Val peers at her in a way that suggests her sister’s presence has only now sunk in. “Why are you here, anyway? Don’t they have bars in Yorkville?”
“I’m waiting for a train. And I do not live in Yorkville. Third and Eighty-fifth is Yorkville. Lexington and Eighty-fifth is the Upper East Side.”
“Whatever you say.”
“I know what I’m talking about, Val. My husband works in real estate. . . .” Vickie starts crying again. I look to Val for a cue, but she only rolls her eyes. Vickie sniffles loudly. “I can’t believe he’s cheating on me!”
Val doesn’t react. She rakes her hand through her hair, which was black the last time I saw her, Monday afternoon. “Like it?” she asks me. “I got it done last night. I was considering something really light, maybe pink, maybe platinum, but then I thought—”
“Excuse me!” Vickie shouts.
Val sighs. “All right, Iris, here’s the story. My sister suffers from seasonal suspicion disorder. Every six months, usually spring and fall, she decides hubby Steve is cheating on her, then retaliates by spending his money on new clothes.”
“That’s just mean!” Vickie swipes at her tears again with her tissue.
“It’s true,” says Val. “Remember the time you found the lipstick on his shirt, flipped out, and then realized it was your own lipstick?”
“It was Bobbi Brown Number Four! That could have been anybody’s lipstick! Every woman in America has a tube!”
Val stops tapping her right index finger softly but insistently on the top of our table long enough to wave over a waitress and order drinks for herself and me. Then she gestures at Vickie. “And another—what is that, strawberry daiquiri?”
“Virgin,” Vickie says.
Val rolls her eyes again. The waitress goes off to the bar. Val pulls out a cigarette and holds it in her mouth, unlit.
“No smoking,” hisses Vickie.
“No shit,” hisses Val.
This day keeps getting stranger and stranger. There are still hours to go before it’s over, and I’m stuck with the only twins in history who lack that supernatural love bond everyone always goes on about.

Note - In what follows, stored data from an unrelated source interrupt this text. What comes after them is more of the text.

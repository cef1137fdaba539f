//! QualityEvaluator - itinerary scoring and clarification questions
//!
//! Scores an itinerary against the constraints on five independent axes,
//! combines four of them into an overall confidence score, and produces
//! targeted clarification questions when confidence comes up short. Each
//! axis is independently defined and clamped to [0,1].

use async_trait::async_trait;
use chrono::Timelike;
use std::collections::BTreeSet;
use tracing::debug;

use crate::config::PlannerConfig;
use crate::domain::{ConfidenceLevel, ConfidenceMetrics, Itinerary, ParsedConstraints, Session};

use super::stage::PlannerStage;

/// Sub-score below which a clarification question is worth asking
const CLARIFICATION_SCORE_FLOOR: f64 = 0.6;

/// Evaluates itinerary quality and decides what to ask the user
pub struct QualityEvaluator {
    high_threshold: f64,
    medium_threshold: f64,
}

impl QualityEvaluator {
    pub fn new(config: &PlannerConfig) -> Self {
        debug!(
            high = config.confidence_threshold_high,
            medium = config.confidence_threshold_medium,
            "QualityEvaluator::new: called"
        );
        Self {
            high_threshold: config.confidence_threshold_high,
            medium_threshold: config.confidence_threshold_medium,
        }
    }

    /// Score an itinerary against the constraints
    pub fn evaluate(&self, itinerary: &Itinerary, constraints: &ParsedConstraints) -> ConfidenceMetrics {
        debug!(version = itinerary.version, "evaluate: called");

        let metrics = ConfidenceMetrics::new(
            self.budget_adherence(itinerary, constraints),
            self.feasibility(itinerary),
            self.preference_match(itinerary, constraints),
            self.completeness(itinerary),
            self.experience_quality(itinerary),
        );

        debug!(
            budget = metrics.budget_score,
            feasibility = metrics.feasibility_score,
            preference = metrics.preference_match_score,
            completeness = metrics.completeness_score,
            quality = metrics.quality_score,
            overall = metrics.overall_score,
            "evaluate: complete"
        );
        metrics
    }

    /// Bucket an overall score into a confidence level
    pub fn level(&self, metrics: &ConfidenceMetrics) -> ConfidenceLevel {
        ConfidenceLevel::from_score(metrics.overall_score, self.high_threshold, self.medium_threshold)
    }

    /// How well total cost fits the budget
    ///
    /// Banded on the actual/target ratio, with a bonus when the breakdown
    /// allocates flights and accommodation in broadly sane proportions.
    fn budget_adherence(&self, itinerary: &Itinerary, constraints: &ParsedConstraints) -> f64 {
        let Some(target_budget) = constraints.total_budget else {
            debug!("budget_adherence: no budget stated, assuming reasonable");
            return 0.8;
        };

        let actual_cost = itinerary.total_cost;
        let budget_ratio = actual_cost / target_budget;

        let mut score = if budget_ratio <= 0.95 {
            1.0
        } else if budget_ratio <= 1.05 {
            0.9
        } else if budget_ratio <= 1.15 {
            0.7
        } else if budget_ratio <= 1.25 {
            0.4
        } else {
            0.1
        };

        if actual_cost > 0.0 {
            let flight_ratio = itinerary.budget_breakdown.get("flights").copied().unwrap_or(0.0) / actual_cost;
            let accom_ratio = itinerary.budget_breakdown.get("accommodation").copied().unwrap_or(0.0) / actual_cost;

            if (0.3..=0.6).contains(&flight_ratio) && (0.2..=0.5).contains(&accom_ratio) {
                score = (score + 0.1_f64).min(1.0);
            }
        }

        debug!(budget_ratio, score, "budget_adherence: scored");
        score
    }

    /// Is the timeline realistic?
    fn feasibility(&self, itinerary: &Itinerary) -> f64 {
        if itinerary.days.is_empty() {
            debug!("feasibility: no days, scoring zero");
            return 0.0;
        }

        let mut score: f64 = 1.0;

        for day in &itinerary.days {
            // Overpacked days cost; spaced, timed slots earn a signal back
            if day.activities.len() > 4 {
                score -= 0.1;
            }
            let timed = day.activities.iter().filter(|a| !a.time.is_empty()).count();
            if timed >= 2 {
                score += 0.05;
            }
        }

        for flight in &itinerary.flight_summary {
            let hour = flight.departure_date.hour();
            if (6..=22).contains(&hour) {
                score += 0.05;
            } else {
                score -= 0.05;
            }
        }

        // Multi-city trips need roughly two days per destination
        let destination_count = itinerary.destinations.len() as u32;
        if destination_count > 1 && itinerary.duration_days < destination_count * 2 {
            score -= 0.2;
        }

        let score = score.clamp(0.0, 1.0);
        debug!(score, "feasibility: scored");
        score
    }

    /// Does the plan match what the user asked for?
    fn preference_match(&self, itinerary: &Itinerary, constraints: &ParsedConstraints) -> f64 {
        let mut score: f64 = 0.5;

        for day in &itinerary.days {
            for activity in &day.activities {
                let activity_type = activity.activity_type.to_lowercase();
                let activity_name = activity.name.to_lowercase();

                for pref in &constraints.activity_preferences {
                    let pref = pref.to_lowercase();
                    if activity_type.contains(&pref) || activity_name.contains(&pref) {
                        score += 0.1;
                    }
                }
                for style in &constraints.travel_style {
                    let style = style.to_lowercase();
                    if activity_type.contains(&style) || activity_name.contains(&style) {
                        score += 0.1;
                    }
                }
            }
        }

        for accommodation in &itinerary.accommodations_summary {
            if constraints.accommodation_type.contains(&accommodation.accommodation_type) {
                score += 0.15;
            }
        }

        // Outdoor slots planned against the forecast
        for day in &itinerary.days {
            let outdoor = day.activities.iter().filter(|a| a.weather_dependent).count();
            if outdoor > 0 {
                if day.weather_forecast.precipitation_chance > 70 {
                    score -= 0.1;
                } else if day.weather_forecast.precipitation_chance < 30 {
                    score += 0.05;
                }
            }
        }

        let score = score.clamp(0.0, 1.0);
        debug!(score, "preference_match: scored");
        score
    }

    /// Are all necessary details included?
    fn completeness(&self, itinerary: &Itinerary) -> f64 {
        let mut score: f64 = 0.0;

        // Eight required top-level fields
        let required_present = [
            !itinerary.title.is_empty(),
            !itinerary.description.is_empty(),
            itinerary.total_cost > 0.0,
            !itinerary.destinations.is_empty(),
            true, // start_date
            true, // end_date
            !itinerary.days.is_empty(),
            !itinerary.budget_breakdown.is_empty(),
        ];
        for present in required_present {
            if present {
                score += 0.1;
            }
        }

        for day in &itinerary.days {
            let day_elements = [!day.activities.is_empty(), !day.meals.is_empty(), !day.transportation.is_empty()];
            let populated = day_elements.iter().filter(|&&p| p).count();
            score += (populated as f64 / day_elements.len() as f64) * 0.1;
        }

        // Every structured day carries a forecast record
        if !itinerary.days.is_empty() {
            score += 0.1;
        }

        // Excluding the synthetic total line
        if itinerary.budget_breakdown.keys().filter(|k| *k != "total").count() >= 4 {
            score += 0.1;
        }

        let score = score.clamp(0.0, 1.0);
        debug!(score, "completeness: scored");
        score
    }

    /// Advisory experience-quality score; excluded from the overall
    fn experience_quality(&self, itinerary: &Itinerary) -> f64 {
        let mut score: f64 = 0.5;

        let activity_types: BTreeSet<&str> = itinerary
            .days
            .iter()
            .flat_map(|d| d.activities.iter().map(|a| a.activity_type.as_str()))
            .collect();
        if activity_types.len() >= 3 {
            score += 0.2;
        }

        let mut local_experiences = 0usize;
        let mut total_activities = 0usize;
        for day in &itinerary.days {
            total_activities += day.activities.len();
            for activity in &day.activities {
                let description = activity.description.to_lowercase();
                if ["local", "authentic", "traditional"].iter().any(|w| description.contains(w)) {
                    local_experiences += 1;
                }
            }
        }
        if total_activities > 0 {
            score += (local_experiences as f64 / total_activities as f64) * 0.2;
        }

        let unique_restaurants: BTreeSet<&str> = itinerary
            .days
            .iter()
            .flat_map(|d| d.meals.iter().map(|m| m.name.as_str()))
            .collect();
        if unique_restaurants.len() >= itinerary.days.len() && !itinerary.days.is_empty() {
            score += 0.1;
        }

        // Longer trips should leave room to breathe
        let total_days = itinerary.days.len();
        if total_days >= 3 {
            let downtime_days = itinerary.days.iter().filter(|d| d.activities.len() <= 2).count();
            if downtime_days as f64 >= total_days as f64 * 0.3 {
                score += 0.1;
            }
        }

        let score = score.clamp(0.0, 1.0);
        debug!(score, "experience_quality: scored");
        score
    }

    /// Up to 3 targeted clarification questions for a low-confidence result
    pub fn clarification_questions(&self, metrics: &ConfidenceMetrics, constraints: &ParsedConstraints) -> Vec<String> {
        debug!(overall = metrics.overall_score, "clarification_questions: called");
        let mut questions = Vec::new();

        if metrics.budget_score < CLARIFICATION_SCORE_FLOOR {
            match constraints.total_budget {
                Some(budget) => questions.push(format!(
                    "Your budget of ${:.0} might be tight for this trip. \
                     Would you like to increase the budget or adjust the itinerary scope?",
                    budget
                )),
                None => questions.push(
                    "Could you provide a specific budget range for this trip? \
                     This will help us create a more realistic itinerary."
                        .to_string(),
                ),
            }
        }

        if metrics.preference_match_score < CLARIFICATION_SCORE_FLOOR {
            questions.push(
                "The planned activities might not fully match your interests. \
                 Could you provide more specific preferences or must-have experiences?"
                    .to_string(),
            );
        }

        if metrics.feasibility_score < CLARIFICATION_SCORE_FLOOR {
            let destination_count = constraints.destinations.len() as u32;
            if destination_count > 1 && constraints.duration_or_default() < destination_count * 2 {
                questions.push(
                    "The timeline might be rushed for visiting multiple destinations. \
                     Would you prefer to extend the trip or focus on fewer places?"
                        .to_string(),
                );
            }
        }

        if metrics.completeness_score < CLARIFICATION_SCORE_FLOOR {
            let mut missing = Vec::new();
            if constraints.start_date.is_none() {
                missing.push("travel dates");
            }
            if constraints.origin.is_none() {
                missing.push("departure location");
            }
            if constraints.accommodation_type.is_empty() {
                missing.push("accommodation preferences");
            }
            if !missing.is_empty() {
                questions.push(format!("Could you provide more details about: {}?", missing.join(", ")));
            }
        }

        if questions.is_empty() {
            questions.push(
                "We need more information to create the perfect itinerary for you. \
                 Could you provide more details about your preferences or requirements?"
                    .to_string(),
            );
        }

        questions.truncate(3);
        questions
    }
}

#[async_trait]
impl PlannerStage for QualityEvaluator {
    fn name(&self) -> &'static str {
        "critique"
    }

    async fn process(&self, mut session: Session) -> eyre::Result<Session> {
        debug!(session_id = %session.session_id, "QualityEvaluator::process: called");
        session.log_step(self.name(), "Starting itinerary critique and evaluation");

        let Some(itinerary) = session.current_itinerary() else {
            session.log_step(self.name(), "No itinerary found to critique");
            return Ok(session);
        };
        let constraints = session.parsed_constraints.clone().unwrap_or_default();

        let metrics = self.evaluate(itinerary, &constraints);
        let level = self.level(&metrics);

        session.log_step(
            self.name(),
            format!("Evaluation complete - Confidence: {} (score: {:.2})", level, metrics.overall_score),
        );
        session.confidence_metrics = Some(metrics);
        session.confidence_level = Some(level);
        session.touch();

        Ok(session)
    }
}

Vickie does have a point, though. At my former marketing company in Brentwood, I once had to round up women for a focus group on makeup. A few days later, I watched from the observation room as one participant waxed rhapsodic about the MAC lip pencil in “Spice,” and the universally flattering lipstick Bobbi Brown Number Four. “I have that, too!” said another, producing a tube from her Coach bag. The rest nodded knowingly and dug around in their purses until there were half a dozen Number Fours on the conference table. Afterward, I stopped in Sherman Oaks and picked up a tube. It was right on the way home, since Teddy and I had just bought our house in Studio City.
At least I still have that lipstick.
“This time there’s no question,” Vickie continues. “He’s taken up jogging. At the crack of dawn.” She gives us a look like, “See?”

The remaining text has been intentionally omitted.